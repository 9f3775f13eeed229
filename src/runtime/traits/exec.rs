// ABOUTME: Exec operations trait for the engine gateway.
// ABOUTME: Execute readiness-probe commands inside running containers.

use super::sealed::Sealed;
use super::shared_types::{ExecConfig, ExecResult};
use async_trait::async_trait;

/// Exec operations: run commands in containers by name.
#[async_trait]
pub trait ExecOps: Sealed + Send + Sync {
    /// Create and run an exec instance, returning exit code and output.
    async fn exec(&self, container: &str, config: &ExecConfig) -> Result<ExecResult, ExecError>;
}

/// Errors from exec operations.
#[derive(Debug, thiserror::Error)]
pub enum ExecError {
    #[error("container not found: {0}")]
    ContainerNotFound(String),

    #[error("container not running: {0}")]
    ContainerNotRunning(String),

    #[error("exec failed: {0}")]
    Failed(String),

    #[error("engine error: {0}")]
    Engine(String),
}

==================================================

About this task: Reproduce exactly the line bearing "inside running containers." and all the lines that come after it in the records above; add nothing.

Answer to this task:
// ABOUTME: Execute readiness-probe commands inside running containers.

use super::sealed::Sealed;
use super::shared_types::{ExecConfig, ExecResult};
use async_trait::async_trait;

/// Exec operations: run commands in containers by name.
#[async_trait]
pub trait ExecOps: Sealed + Send + Sync {
    /// Create and run an exec instance, returning exit code and output.
    async fn exec(&self, container: &str, config: &ExecConfig) -> Result<ExecResult, ExecError>;
}

/// Errors from exec operations.
#[derive(Debug, thiserror::Error)]
pub enum ExecError {
    #[error("container not found: {0}")]
    ContainerNotFound(String),

    #[error("container not running: {0}")]
    ContainerNotRunning(String),

    #[error("exec failed: {0}")]
    Failed(String),

    #[error("engine error: {0}")]
    Engine(String),
}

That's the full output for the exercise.